A review of contracts with debtors, and various classes of creditors such as bankers and trade creditors, would be a good starting point. Our first issue in this series of articles will be of help to consider avenues that prevent mounting exposure to trade liabilities. The nature and extent of financial deficit would influence the choice of remedy.
Essentially, the restructuring of debt involves negotiations, but at a collective level with all creditors of the similar class, to accept payment of less than the full amount owing or on different terms to the original financing or debt. The motivation is the mutual benefit to creditors and the company to keep the business afloat as a going concern. The alternative could mean the winding-up of the company, with very much less recovered by all creditors.

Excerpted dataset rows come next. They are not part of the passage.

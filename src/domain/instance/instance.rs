use chrono::{DateTime, Utc};
use serde::{Deserialize, Serialize};
use std::collections::BTreeMap;

use crate::domain::instance::flavor::Flavor;
use crate::domain::instance::resources::{NumaTopology, PciRequest};
use crate::domain::instance::vm_state::{TaskState, VmState};
use crate::domain::utils::id::{HostName, ImageId, InstanceId, ProjectId, UserId};

/// Who placed the lock on an instance.
#[derive(Debug, Clone, Copy, PartialEq, Eq, Serialize, Deserialize)]
#[serde(rename_all = "snake_case")]
pub enum LockedBy {
    Owner,
    Admin,
}

/// Durable record of a managed virtual machine.
#[derive(Debug, Clone, PartialEq, Serialize, Deserialize)]
pub struct Instance {
    pub uuid: InstanceId,
    pub display_name: String,
    pub display_description: Option<String>,
    pub hostname: String,

    pub vm_state: VmState,
    pub task_state: Option<TaskState>,
    pub progress: u8,

    pub host: Option<HostName>,
    pub node: Option<String>,
    pub availability_zone: Option<String>,

    pub flavor: Flavor,
    pub old_flavor: Option<Flavor>,
    pub new_flavor: Option<Flavor>,

    pub image_ref: Option<ImageId>,
    pub kernel_id: Option<ImageId>,
    pub ramdisk_id: Option<ImageId>,
    pub root_device_name: Option<String>,

    pub metadata: BTreeMap<String, String>,
    pub system_metadata: BTreeMap<String, String>,

    pub project_id: ProjectId,
    pub user_id: UserId,

    pub locked: bool,
    pub locked_by: Option<LockedBy>,
    pub disable_terminate: bool,
    pub shutdown_terminate: bool,

    pub created_at: DateTime<Utc>,
    pub launched_at: Option<DateTime<Utc>>,
    pub terminated_at: Option<DateTime<Utc>>,
    pub deleted_at: Option<DateTime<Utc>>,

    pub reservation_id: String,
    pub launch_index: u32,

    pub key_name: Option<String>,
    pub key_data: Option<String>,
    pub user_data: Option<String>,
    pub config_drive: bool,
    pub auto_disk_config: bool,
    pub access_ip_v4: Option<String>,
    pub access_ip_v6: Option<String>,
    pub os_type: Option<String>,
    pub architecture: Option<String>,
    pub vm_mode: Option<String>,
    pub security_groups: Vec<String>,

    pub numa_topology: Option<NumaTopology>,
    pub pci_requests: Vec<PciRequest>,
}

impl Instance {
    /// A blank record in `BUILDING` owned by the given project/user.
    pub fn new(uuid: InstanceId, project_id: ProjectId, user_id: UserId, flavor: Flavor) -> Self {
        Self {
            display_name: String::new(),
            display_description: None,
            hostname: String::new(),
            uuid,
            vm_state: VmState::Building,
            task_state: None,
            progress: 0,
            host: None,
            node: None,
            availability_zone: None,
            flavor,
            old_flavor: None,
            new_flavor: None,
            image_ref: None,
            kernel_id: None,
            ramdisk_id: None,
            root_device_name: None,
            metadata: BTreeMap::new(),
            system_metadata: BTreeMap::new(),
            project_id,
            user_id,
            locked: false,
            locked_by: None,
            disable_terminate: false,
            shutdown_terminate: true,
            created_at: Utc::now(),
            launched_at: None,
            terminated_at: None,
            deleted_at: None,
            reservation_id: String::new(),
            launch_index: 0,
            key_name: None,
            key_data: None,
            user_data: None,
            config_drive: false,
            auto_disk_config: false,
            access_ip_v4: None,
            access_ip_v6: None,
            os_type: None,
            architecture: None,
            vm_mode: None,
            security_groups: Vec::new(),
            numa_topology: None,
            pci_requests: Vec::new(),
        }
    }

    pub fn has_launched(&self) -> bool {
        self.launched_at.is_some()
    }
}
use slotmap::SlotMap;
use std::collections::HashMap;
use std::sync::{Arc, PoisonError, RwLock, RwLockReadGuard, RwLockWriteGuard};

use crate::domain::block_device::mapping::BlockDeviceMapping;
use crate::domain::instance::instance::Instance;
use crate::domain::instance::migration::{Migration, MigrationId, MigrationStatus};
use crate::domain::instance::vm_state::{TaskState, task_state_str};
use crate::domain::utils::id::{CellId, InstanceId, VolumeId};
use crate::error::{Error, Result};

#[derive(Debug, Default)]
struct CellInner {
    instances: HashMap<InstanceId, Instance>,

    /// Block devices per instance, in persistence order.
    bdms: HashMap<InstanceId, Vec<BlockDeviceMapping>>,

    migrations: SlotMap<MigrationId, Migration>,
}

/// Durable records owned by one cell: instances, their block devices and
/// their migrations.
///
/// Instance saves are optimistic: a save names the task states it expects
/// the stored record to be in and is rejected when another writer got there
/// first.
#[derive(Debug, Clone)]
pub struct CellDatabase {
    cell_id: CellId,
    inner: Arc<RwLock<CellInner>>,
}

pub(crate) fn render_expected(expected: &[Option<TaskState>]) -> String {
    let names: Vec<&str> = expected.iter().map(|t| task_state_str(*t)).collect();
    format!("[{}]", names.join(", "))
}

impl CellDatabase {
    pub fn new(cell_id: CellId) -> Self {
        Self { cell_id, inner: Arc::new(RwLock::new(CellInner::default())) }
    }

    pub fn cell_id(&self) -> &CellId {
        &self.cell_id
    }

    fn read(&self) -> RwLockReadGuard<'_, CellInner> {
        self.inner.read().unwrap_or_else(PoisonError::into_inner)
    }

    fn write(&self) -> RwLockWriteGuard<'_, CellInner> {
        self.inner.write().unwrap_or_else(PoisonError::into_inner)
    }

    //---------------------
    // --- Instances ---

    pub fn create_instance(&self, instance: &Instance) -> Result<()> {
        let mut guard = self.write();
        if guard.instances.contains_key(&instance.uuid) {
            return Err(Error::InstanceExists(instance.uuid.clone()));
        }
        guard.instances.insert(instance.uuid.clone(), instance.clone());
        log::debug!("CellDatabase {}: created instance {}", self.cell_id, instance.uuid);
        Ok(())
    }

    pub fn get_instance(&self, instance_uuid: &InstanceId) -> Result<Instance> {
        self.read().instances.get(instance_uuid).cloned().ok_or_else(|| Error::not_found("Instance", instance_uuid))
    }

    pub fn contains_instance(&self, instance_uuid: &InstanceId) -> bool {
        self.read().instances.contains_key(instance_uuid)
    }

    pub fn instances(&self) -> Vec<Instance> {
        self.read().instances.values().cloned().collect()
    }

    /// Writes `instance` back.
    ///
    /// With `expected_task_state`, the stored task state must be one of the
    /// given values, otherwise nothing is written.
    ///
    /// # Errors
    /// `UnexpectedDeletingTaskState` when a concurrent delete got there first,
    /// `UnexpectedTaskState` for any other mismatch.
    pub fn save_instance(&self, instance: &Instance, expected_task_state: Option<&[Option<TaskState>]>) -> Result<Instance> {
        let mut guard = self.write();
        let stored = guard.instances.get_mut(&instance.uuid).ok_or_else(|| Error::not_found("Instance", &instance.uuid))?;

        if let Some(expected) = expected_task_state {
            if !expected.contains(&stored.task_state) {
                if stored.task_state == Some(TaskState::Deleting) {
                    return Err(Error::UnexpectedDeletingTaskState {
                        instance_id: instance.uuid.clone(),
                        expected: render_expected(expected),
                    });
                }
                return Err(Error::UnexpectedTaskState {
                    instance_id: instance.uuid.clone(),
                    expected: render_expected(expected),
                    actual: task_state_str(stored.task_state).to_string(),
                });
            }
        }

        *stored = instance.clone();
        Ok(stored.clone())
    }

    /// Removes the instance together with its block devices.
    pub fn destroy_instance(&self, instance_uuid: &InstanceId) -> Result<()> {
        let mut guard = self.write();
        guard.instances.remove(instance_uuid).ok_or_else(|| Error::not_found("Instance", instance_uuid))?;
        guard.bdms.remove(instance_uuid);
        log::debug!("CellDatabase {}: destroyed instance {}", self.cell_id, instance_uuid);
        Ok(())
    }

    //---------------------
    // --- Block devices ---

    pub fn create_bdm(&self, instance_uuid: &InstanceId, bdm: BlockDeviceMapping) {
        let bdm = BlockDeviceMapping { instance_uuid: Some(instance_uuid.clone()), ..bdm };
        self.write().bdms.entry(instance_uuid.clone()).or_default().push(bdm);
    }

    pub fn get_bdms(&self, instance_uuid: &InstanceId) -> Vec<BlockDeviceMapping> {
        self.read().bdms.get(instance_uuid).cloned().unwrap_or_default()
    }

    pub fn get_bdm_by_volume(&self, instance_uuid: &InstanceId, volume_id: &VolumeId) -> Result<BlockDeviceMapping> {
        self.read()
            .bdms
            .get(instance_uuid)
            .and_then(|bdms| bdms.iter().find(|bdm| bdm.volume_id.as_ref() == Some(volume_id)))
            .cloned()
            .ok_or_else(|| Error::not_found("Volume block device mapping", volume_id))
    }

    /// Replaces the device backed by `volume_id` with `bdm`.
    pub fn update_bdm_by_volume(&self, instance_uuid: &InstanceId, volume_id: &VolumeId, bdm: BlockDeviceMapping) -> Result<()> {
        let mut guard = self.write();
        let slot = guard
            .bdms
            .get_mut(instance_uuid)
            .and_then(|bdms| bdms.iter_mut().find(|b| b.volume_id.as_ref() == Some(volume_id)))
            .ok_or_else(|| Error::not_found("Volume block device mapping", volume_id))?;
        *slot = bdm;
        Ok(())
    }

    pub fn destroy_bdm_by_volume(&self, instance_uuid: &InstanceId, volume_id: &VolumeId) -> Result<()> {
        let mut guard = self.write();
        let bdms = guard.bdms.get_mut(instance_uuid).ok_or_else(|| Error::not_found("Volume block device mapping", volume_id))?;
        let before = bdms.len();
        bdms.retain(|bdm| bdm.volume_id.as_ref() != Some(volume_id));
        if bdms.len() == before {
            return Err(Error::not_found("Volume block device mapping", volume_id));
        }
        Ok(())
    }

    /// Moves all block devices of an instance out of this cell.
    pub fn take_bdms(&self, instance_uuid: &InstanceId) -> Vec<BlockDeviceMapping> {
        self.write().bdms.remove(instance_uuid).unwrap_or_default()
    }

    //---------------------
    // --- Migrations ---

    pub fn create_migration(&self, migration: Migration) -> MigrationId {
        let mut guard = self.write();
        log::debug!(
            "CellDatabase {}: created {:?} migration for instance {}",
            self.cell_id,
            migration.migration_type,
            migration.instance_uuid
        );
        guard.migrations.insert(migration)
    }

    pub fn get_migration(&self, migration_id: MigrationId) -> Result<Migration> {
        self.read().migrations.get(migration_id).cloned().ok_or_else(|| Error::not_found("Migration", format!("{:?}", migration_id)))
    }

    pub fn save_migration(&self, migration_id: MigrationId, migration: Migration) -> Result<()> {
        let mut guard = self.write();
        let slot = guard.migrations.get_mut(migration_id).ok_or_else(|| Error::not_found("Migration", format!("{:?}", migration_id)))?;
        *slot = migration;
        Ok(())
    }

    /// Most recent migration of the instance in the given status.
    pub fn get_migration_by_instance_and_status(
        &self,
        instance_uuid: &InstanceId,
        status: MigrationStatus,
    ) -> Result<(MigrationId, Migration)> {
        self.read()
            .migrations
            .iter()
            .filter(|(_, m)| &m.instance_uuid == instance_uuid && m.status == status)
            .max_by_key(|(_, m)| m.created_at)
            .map(|(id, m)| (id, m.clone()))
            .ok_or_else(|| Error::not_found("Migration", format!("{} with status {}", instance_uuid, status.as_str())))
    }

    pub fn migrations_in_progress(&self, instance_uuid: &InstanceId) -> Vec<(MigrationId, Migration)> {
        self.read()
            .migrations
            .iter()
            .filter(|(_, m)| &m.instance_uuid == instance_uuid && !m.status.is_terminal())
            .map(|(id, m)| (id, m.clone()))
            .collect()
    }
}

In the face of the anticipated global economic meltdown, it makes good commercial sense for creditors and debtors to return to the drawing board to renegotiate their obligations and liabilities. A large-scale winding-up of businesses, with the consequential lay-off of employees and constriction in spending capacity, would carry dire knock-on effects that most would want to avoid.
In the remainder of this article, we set out a number of FAQs corporates may find useful when weighing their options in debt restructuring or rescue schemes. The suggestions we provide are generic. As each business is unique, and circumstances are varied, the answers given should not be construed as legal advice. We urge anyone with a specific problem to seek independent legal advice.
Our partners are happy to address any of your queries on this area of the law. We wish our clients and the wider business community the very best in these trying times. Stay safe, and stay informed.
AVAILABLE OPTIONS
(1) My company is facing liquidity issues, and would like to restructure our debts. What options do I have?
The Companies Act, 2016 provides three formal options :-
(i) Scheme of Arrangement;
(ii) Corporate Voluntary Arrangement; and
(iii) Judicial Management.
There is also the option of engaging the services of the Corporate Debt Restructuring Committee.
SCHEME OF ARRANGEMENT AND CORPORATE VOLUNTARY ARRANGEMENT
(2) What is the difference between the two?
A Scheme of Arrangement is an agreement between a company and either its shareholders or its creditors to reconstruct its capital, assets and liabilities, with the approval of the Court.
In the context of creditors, a Scheme of Arrangement requires the company to first engage an insolvency practitioner to prepare a scheme, setting out the proposed arrangement with the creditors. The company will then have to apply to Court to summon a meeting of its creditors to put forward its proposed scheme. If 75% of the total value of the creditors (or class of creditors relevant to the scheme) approves the proposed scheme, the company then makes a further application to have the scheme approved by the Court. Once the scheme is approved by the Court, it is binding on all the company’s creditors relevant to that scheme.
The CVA is similar to a scheme of arrangement, save that the approved proposal need not be sanctioned by Court. To initiate a CVA, the directors of a company prepare a proposal for the creditors (“Proposal”), and then nominate an insolvency practitioner to act as a supervisor. The supervisor’s main role is to give his / her feedback on the viability of the Proposal; lodge such Proposal with the Court; and summon a meeting of shareholders, and a meeting of creditors, to consider the Proposal. If the Proposal is accepted and passed by a simple majority of its shareholders AND 75% of the total value of creditors, the Proposal is binding on all the company’s creditors.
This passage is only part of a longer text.